Two S aureus phenotypes are frequently transmitted in the anesthesia work area. A patient and environmentally derived phenotype is associated with increased risk of antibiotic resistance and links to 30-day postoperative patient cultures as compared with a provider hand-derived phenotype. Future work should be directed toward improved screening and decolonization of patients entering the perioperative arena and improved intraoperative environmental cleaning to attenuate postoperative health care-associated infections.

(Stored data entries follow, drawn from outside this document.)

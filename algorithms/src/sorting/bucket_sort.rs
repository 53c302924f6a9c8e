//! Recursive bucket sort over `i64`.
//!
//! Variables:
//!   B           = bucket count (options, default 10)
//!   lo, hi      = min and max of the current run
//!   width       = (hi - lo) / B + 1
//!
//! Equations:
//!   bucket(v)   = (v - lo) / width            in 0..B
//!   a run that is already non-decreasing is emitted as is
//!   each bucket's span is at most width - 1 < hi - lo, so recursion ends

use crate::config::BucketSortOptions;
use crate::error::{AlgorithmError, Result};
use crate::invariant::{Invariant, Sorted};

pub fn bucket_sort(arr: &[i64]) -> Vec<i64> {
    let mut out = Vec::with_capacity(arr.len());
    sort_into(arr.to_vec(), BucketSortOptions::default().buckets(), &mut out);
    out
}

pub fn bucket_sort_with(arr: &[i64], options: &BucketSortOptions) -> Result<Vec<i64>> {
    let buckets = options.buckets();
    if buckets < 2 {
        return Err(AlgorithmError::invalid(format!(
            "bucket sort needs at least 2 buckets, got {buckets}"
        )));
    }
    let mut out = Vec::with_capacity(arr.len());
    sort_into(arr.to_vec(), buckets, &mut out);
    Ok(out)
}

fn sort_into(run: Vec<i64>, buckets: usize, out: &mut Vec<i64>) {
    if Sorted.check(&run) {
        out.extend(run);
        return;
    }
    let (Some(&lo), Some(&hi)) = (run.iter().min(), run.iter().max()) else {
        return;
    };
    let width = (i128::from(hi) - i128::from(lo)) / buckets as i128 + 1;
    let mut parts: Vec<Vec<i64>> = vec![Vec::new(); buckets];
    for v in run {
        let slot = ((i128::from(v) - i128::from(lo)) / width) as usize;
        parts[slot.min(buckets - 1)].push(v);
    }
    for part in parts {
        sort_into(part, buckets, out);
    }
}
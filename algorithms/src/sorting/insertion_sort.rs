pub fn insertion_sort<T: Ord>(arr: &mut [T]) {
    for i in 1..arr.len() {
        let mut j = i;
        while j > 0 && arr[j - 1] > arr[j] {
            arr.swap(j - 1, j);
            j -= 1;
        }
    }
}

关于术中金黄色葡萄球菌传播的流行病学情况,我们了解得很少。本研究的主要目的是调查麻醉工作区域中常见的金黄色葡萄球菌菌株(表型)的传播方式、起源储存库、传播位置以及抗生素敏感性。我们的次要目的是研究表型与术后30天患者培养结果的关联、表型生长速率以及表型分离的危险因素。
对先前通过病原体类别、时间关联和分析谱索引确定为可能的术中细菌传播事件的金黄色葡萄球菌分离株进行抗生素纸片扩散敏感性试验。然后结合这些技术来确认金黄色葡萄球菌传播事件,并将其分类为发生在手术病例内或病例之间(传播方式)。通过使用先前验证的实验模型以及与术后30天患者培养结果的关联(通过脉冲场凝胶电泳确认)来确定金黄色葡萄球菌传播事件的起源。通过阳性时间分析评估生长速率,并通过逻辑回归确定分离的危险因素。
先前被认为可能是术中传播事件的170株金黄色葡萄球菌分离株通过分析谱索引表型进一步细分。两种表型,表型P(患者)和表型H(手部),占分离株的65%。表型P和表型H分别在39%和28%的病例中导致至少1次确诊的传播事件。患者皮肤表面(优势比[OR],8.40;95%置信区间[CI],2.30 - 30.73)和环境样本(OR,10.89;95% CI,1.29 - 92.13)比医护人员手部(参照)更有可能出现表型P阳性。表型P比表型H更有可能对甲氧西林耐药(OR,4.38;95% CI,1.59 - 12.06;P = 0.004),并且与术后30天患者培养结果相关(风险比,36.63[风险差异,0.174;95% CI,0.019 - 0.328];P < 0.001)。表型P对甲氧西林耐药和敏感的生长速率均比表型H快(表型P:中位数,10.32小时;四分位间距,10.08 - 10.56;表型H:中位数,10.56小时;四分位间距,10.32 - 10.8;P = 0.012)。表型P分离的危险因素包括年龄(OR,14.11;95% CI,3.12 - 63.5;P = 0.001)和患者在医院病房的暴露情况(OR,41.11;95% CI,5.30 - 318.78;P < 0.001)。
两种金黄色葡萄球菌表型在麻醉工作区域频繁传播。与医护人员手部来源的表型相比,患者和环境来源的表型与抗生素耐药风险增加以及术后30天患者培养结果相关。未来的工作应致力于改进对进入围手术期患者的筛查和去定植,以及改善术中环境清洁,以减少术后医疗相关感染。